Background
The present study designed to evaluate feasibility of transesophageal echocardiographic (TEE) imaging of the pulmonary valve (PV) at the transaortic upper esophageal (TAUE) window. We hypothesized that patients with larger aorta would be more likely to have visualization of the PV from this TAUE window.
Methods
2D TEE images of the PV were prospectively acquired by one operator at the TAUE window looking through the aortic arch. Patients were divided into four groups based on image quality of PV (group 1, not visualized; group 2, barely visualized; group 3, sufficient visualization; group 4, excellent visualization). Clinical, echocardiographic, and radiologic parameters were collected.
Results
A total of 212 consecutive patients (54 ± 14 years, 63.7% male) were enrolled. Group distribution was as follows: group 1, n = 60 (28.3%); group 2 n = 39 (18.4%); group 3, n = 27 (12.7%); group 4, n = 86 (40.6%). There were no differences between groups’ baseline clinical characteristics. There was a weak although statistically negative correlation between PV image quality and aortic arch dimension (r = −0.17 P = 0.01). There was a stronger positive correlation between PV thickness (r = 0.38 P < 0.001) and PV image quality.
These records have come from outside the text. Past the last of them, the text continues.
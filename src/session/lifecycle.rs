//! Session lifecycle stage and the finalize-once guard.
//!
//! ```text
//! OPEN ──(first trigger wins)──▶ FINALIZING ──(finalize done)──▶ CLOSED
//! ```

use std::fmt;
use std::sync::atomic::{AtomicU8, Ordering};

#[derive(Debug, Clone, Copy, PartialEq, Eq)]
#[repr(u8)]
pub enum SessionStage {
    /// Chunks accepted
    Open = 0,
    /// Exactly one teardown is running
    Finalizing = 1,
    /// Terminal
    Closed = 2,
}

impl SessionStage {
    fn from_u8(value: u8) -> Self {
        match value {
            0 => SessionStage::Open,
            1 => SessionStage::Finalizing,
            _ => SessionStage::Closed,
        }
    }

    pub fn as_str(&self) -> &'static str {
        match self {
            SessionStage::Open => "open",
            SessionStage::Finalizing => "finalizing",
            SessionStage::Closed => "closed",
        }
    }
}

impl fmt::Display for SessionStage {
    fn fmt(&self, f: &mut fmt::Formatter<'_>) -> fmt::Result {
        f.write_str(self.as_str())
    }
}

/// Atomic stage holder. Transitions only move forward.
#[derive(Debug)]
pub struct Lifecycle {
    stage: AtomicU8,
}

impl Default for Lifecycle {
    fn default() -> Self {
        Self::new()
    }
}

impl Lifecycle {
    pub fn new() -> Self {
        Self {
            stage: AtomicU8::new(SessionStage::Open as u8),
        }
    }

    pub fn stage(&self) -> SessionStage {
        SessionStage::from_u8(self.stage.load(Ordering::SeqCst))
    }

    /// OPEN → FINALIZING. Returns `true` for exactly one caller.
    pub fn begin_finalizing(&self) -> bool {
        self.stage
            .compare_exchange(
                SessionStage::Open as u8,
                SessionStage::Finalizing as u8,
                Ordering::SeqCst,
                Ordering::SeqCst,
            )
            .is_ok()
    }

    /// FINALIZING → CLOSED. Returns `false` if the session was not finalizing.
    pub fn mark_closed(&self) -> bool {
        self.stage
            .compare_exchange(
                SessionStage::Finalizing as u8,
                SessionStage::Closed as u8,
                Ordering::SeqCst,
                Ordering::SeqCst,
            )
            .is_ok()
    }
}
Retrospective subgroup analysis of 76 patients with recent chest CT showed similar, but not significant trends as by TEE.
Conclusion
The use of 2D TEE TAUE results in diagnostic image quality of the PV in the majority of patients and outstanding image quality in a subset of patients. PV image quality is negatively affected by increasing aorta diameter and positively affected by PV thickness.